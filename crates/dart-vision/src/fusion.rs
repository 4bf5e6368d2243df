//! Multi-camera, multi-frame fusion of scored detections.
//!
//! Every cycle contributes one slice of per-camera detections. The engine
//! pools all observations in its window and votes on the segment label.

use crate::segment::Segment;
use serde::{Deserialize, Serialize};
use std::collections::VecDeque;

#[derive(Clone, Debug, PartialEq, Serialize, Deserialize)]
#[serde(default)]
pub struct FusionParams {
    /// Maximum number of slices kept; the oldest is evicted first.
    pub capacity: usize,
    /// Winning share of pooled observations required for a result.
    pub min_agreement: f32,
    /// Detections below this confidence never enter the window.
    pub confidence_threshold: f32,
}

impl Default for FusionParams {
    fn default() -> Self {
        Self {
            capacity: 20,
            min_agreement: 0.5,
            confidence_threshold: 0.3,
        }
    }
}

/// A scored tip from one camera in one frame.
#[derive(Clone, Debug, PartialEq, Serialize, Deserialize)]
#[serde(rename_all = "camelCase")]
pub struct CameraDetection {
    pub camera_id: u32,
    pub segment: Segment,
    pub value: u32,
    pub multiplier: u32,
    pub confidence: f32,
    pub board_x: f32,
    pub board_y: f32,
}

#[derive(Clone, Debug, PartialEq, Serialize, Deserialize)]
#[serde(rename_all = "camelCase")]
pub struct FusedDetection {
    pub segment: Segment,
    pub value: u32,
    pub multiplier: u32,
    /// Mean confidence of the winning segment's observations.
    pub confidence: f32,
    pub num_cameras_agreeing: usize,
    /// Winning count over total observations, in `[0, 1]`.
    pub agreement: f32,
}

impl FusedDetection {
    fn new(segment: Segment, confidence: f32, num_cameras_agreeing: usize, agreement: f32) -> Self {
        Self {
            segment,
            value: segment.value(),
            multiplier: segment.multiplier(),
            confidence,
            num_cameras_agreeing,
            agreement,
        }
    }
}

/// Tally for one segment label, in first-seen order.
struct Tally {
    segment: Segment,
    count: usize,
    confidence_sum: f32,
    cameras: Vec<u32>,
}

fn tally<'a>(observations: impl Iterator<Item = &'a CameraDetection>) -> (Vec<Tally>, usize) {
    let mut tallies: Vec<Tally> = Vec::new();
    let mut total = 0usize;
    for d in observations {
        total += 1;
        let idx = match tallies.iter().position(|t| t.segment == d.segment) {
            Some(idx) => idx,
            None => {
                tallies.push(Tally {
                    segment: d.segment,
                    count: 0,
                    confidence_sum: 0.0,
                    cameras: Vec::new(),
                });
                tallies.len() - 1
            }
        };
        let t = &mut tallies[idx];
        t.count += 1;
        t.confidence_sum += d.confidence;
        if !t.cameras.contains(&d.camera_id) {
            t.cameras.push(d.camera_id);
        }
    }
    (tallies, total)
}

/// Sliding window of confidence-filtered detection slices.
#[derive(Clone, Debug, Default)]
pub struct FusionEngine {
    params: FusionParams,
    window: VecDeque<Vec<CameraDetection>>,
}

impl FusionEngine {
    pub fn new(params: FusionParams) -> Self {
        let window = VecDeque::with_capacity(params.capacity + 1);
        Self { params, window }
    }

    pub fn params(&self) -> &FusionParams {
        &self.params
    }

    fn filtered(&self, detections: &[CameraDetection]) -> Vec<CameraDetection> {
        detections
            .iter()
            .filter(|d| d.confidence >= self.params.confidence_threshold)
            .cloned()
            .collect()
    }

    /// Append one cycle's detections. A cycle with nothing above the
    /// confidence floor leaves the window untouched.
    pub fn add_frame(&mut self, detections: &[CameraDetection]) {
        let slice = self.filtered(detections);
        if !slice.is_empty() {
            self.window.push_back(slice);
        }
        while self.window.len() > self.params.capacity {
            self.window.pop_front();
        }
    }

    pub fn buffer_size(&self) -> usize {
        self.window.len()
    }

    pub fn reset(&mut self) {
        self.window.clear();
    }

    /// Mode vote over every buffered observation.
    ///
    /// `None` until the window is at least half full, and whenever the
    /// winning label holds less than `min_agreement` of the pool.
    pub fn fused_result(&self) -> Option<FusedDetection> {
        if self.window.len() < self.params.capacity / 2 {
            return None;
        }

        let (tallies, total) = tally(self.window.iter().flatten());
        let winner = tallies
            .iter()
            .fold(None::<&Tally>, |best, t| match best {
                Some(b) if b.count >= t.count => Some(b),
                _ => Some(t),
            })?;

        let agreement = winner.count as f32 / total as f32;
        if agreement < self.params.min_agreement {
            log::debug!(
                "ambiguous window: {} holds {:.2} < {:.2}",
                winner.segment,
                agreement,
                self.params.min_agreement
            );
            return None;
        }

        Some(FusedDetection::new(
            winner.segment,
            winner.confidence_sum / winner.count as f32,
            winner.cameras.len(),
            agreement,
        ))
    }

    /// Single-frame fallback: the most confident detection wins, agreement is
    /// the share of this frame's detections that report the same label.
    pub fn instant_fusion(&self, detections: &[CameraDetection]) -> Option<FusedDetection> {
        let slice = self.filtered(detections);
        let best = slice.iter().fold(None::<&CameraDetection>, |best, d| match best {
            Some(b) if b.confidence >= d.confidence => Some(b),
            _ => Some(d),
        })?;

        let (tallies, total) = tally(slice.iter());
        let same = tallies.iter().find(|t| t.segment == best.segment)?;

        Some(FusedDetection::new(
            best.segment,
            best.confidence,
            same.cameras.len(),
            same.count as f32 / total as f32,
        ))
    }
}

■ TASK DETAILS
Every entry must be output again, exactly as written above.

■ RESULT
filename crates/dart-vision/src/fusion.rs
repository 4bf5e6368d2243df
//! Multi-camera, multi-frame fusion of scored detections.
//!
//! Every cycle contributes one slice of per-camera detections. The engine
//! pools all observations in its window and votes on the segment label.

use crate::segment::Segment;
use serde::{Deserialize, Serialize};
use std::collections::VecDeque;

#[derive(Clone, Debug, PartialEq, Serialize, Deserialize)]
#[serde(default)]
pub struct FusionParams {
    /// Maximum number of slices kept; the oldest is evicted first.
    pub capacity: usize,
    /// Winning share of pooled observations required for a result.
    pub min_agreement: f32,
    /// Detections below this confidence never enter the window.
    pub confidence_threshold: f32,
}

impl Default for FusionParams {
    fn default() -> Self {
        Self {
            capacity: 20,
            min_agreement: 0.5,
            confidence_threshold: 0.3,
        }
    }
}

/// A scored tip from one camera in one frame.
#[derive(Clone, Debug, PartialEq, Serialize, Deserialize)]
#[serde(rename_all = "camelCase")]
pub struct CameraDetection {
    pub camera_id: u32,
    pub segment: Segment,
    pub value: u32,
    pub multiplier: u32,
    pub confidence: f32,
    pub board_x: f32,
    pub board_y: f32,
}

#[derive(Clone, Debug, PartialEq, Serialize, Deserialize)]
#[serde(rename_all = "camelCase")]
pub struct FusedDetection {
    pub segment: Segment,
    pub value: u32,
    pub multiplier: u32,
    /// Mean confidence of the winning segment's observations.
    pub confidence: f32,
    pub num_cameras_agreeing: usize,
    /// Winning count over total observations, in `[0, 1]`.
    pub agreement: f32,
}

impl FusedDetection {
    fn new(segment: Segment, confidence: f32, num_cameras_agreeing: usize, agreement: f32) -> Self {
        Self {
            segment,
            value: segment.value(),
            multiplier: segment.multiplier(),
            confidence,
            num_cameras_agreeing,
            agreement,
        }
    }
}

/// Tally for one segment label, in first-seen order.
struct Tally {
    segment: Segment,
    count: usize,
    confidence_sum: f32,
    cameras: Vec<u32>,
}

fn tally<'a>(observations: impl Iterator<Item = &'a CameraDetection>) -> (Vec<Tally>, usize) {
    let mut tallies: Vec<Tally> = Vec::new();
    let mut total = 0usize;
    for d in observations {
        total += 1;
        let idx = match tallies.iter().position(|t| t.segment == d.segment) {
            Some(idx) => idx,
            None => {
                tallies.push(Tally {
                    segment: d.segment,
                    count: 0,
                    confidence_sum: 0.0,
                    cameras: Vec::new(),
                });
                tallies.len() - 1
            }
        };
        let t = &mut tallies[idx];
        t.count += 1;
        t.confidence_sum += d.confidence;
        if !t.cameras.contains(&d.camera_id) {
            t.cameras.push(d.camera_id);
        }
    }
    (tallies, total)
}

/// Sliding window of confidence-filtered detection slices.
#[derive(Clone, Debug, Default)]
pub struct FusionEngine {
    params: FusionParams,
    window: VecDeque<Vec<CameraDetection>>,
}

impl FusionEngine {
    pub fn new(params: FusionParams) -> Self {
        let window = VecDeque::with_capacity(params.capacity + 1);
        Self { params, window }
    }

    pub fn params(&self) -> &FusionParams {
        &self.params
    }

    fn filtered(&self, detections: &[CameraDetection]) -> Vec<CameraDetection> {
        detections
            .iter()
            .filter(|d| d.confidence >= self.params.confidence_threshold)
            .cloned()
            .collect()
    }

    /// Append one cycle's detections. A cycle with nothing above the
    /// confidence floor leaves the window untouched.
    pub fn add_frame(&mut self, detections: &[CameraDetection]) {
        let slice = self.filtered(detections);
        if !slice.is_empty() {
            self.window.push_back(slice);
        }
        while self.window.len() > self.params.capacity {
            self.window.pop_front();
        }
    }

    pub fn buffer_size(&self) -> usize {
        self.window.len()
    }

    pub fn reset(&mut self) {
        self.window.clear();
    }

    /// Mode vote over every buffered observation.
    ///
    /// `None` until the window is at least half full, and whenever the
    /// winning label holds less than `min_agreement` of the pool.
    pub fn fused_result(&self) -> Option<FusedDetection> {
        if self.window.len() < self.params.capacity / 2 {
            return None;
        }

        let (tallies, total) = tally(self.window.iter().flatten());
        let winner = tallies
            .iter()
            .fold(None::<&Tally>, |best, t| match best {
                Some(b) if b.count >= t.count => Some(b),
                _ => Some(t),
            })?;

        let agreement = winner.count as f32 / total as f32;
        if agreement < self.params.min_agreement {
            log::debug!(
                "ambiguous window: {} holds {:.2} < {:.2}",
                winner.segment,
                agreement,
                self.params.min_agreement
            );
            return None;
        }

        Some(FusedDetection::new(
            winner.segment,
            winner.confidence_sum / winner.count as f32,
            winner.cameras.len(),
            agreement,
        ))
    }

    /// Single-frame fallback: the most confident detection wins, agreement is
    /// the share of this frame's detections that report the same label.
    pub fn instant_fusion(&self, detections: &[CameraDetection]) -> Option<FusedDetection> {
        let slice = self.filtered(detections);
        let best = slice.iter().fold(None::<&CameraDetection>, |best, d| match best {
            Some(b) if b.confidence >= d.confidence => Some(b),
            _ => Some(d),
        })?;

        let (tallies, total) = tally(slice.iter());
        let same = tallies.iter().find(|t| t.segment == best.segment)?;

        Some(FusedDetection::new(
            best.segment,
            best.confidence,
            same.cameras.len(),
            same.count as f32 / total as f32,
        ))
    }
}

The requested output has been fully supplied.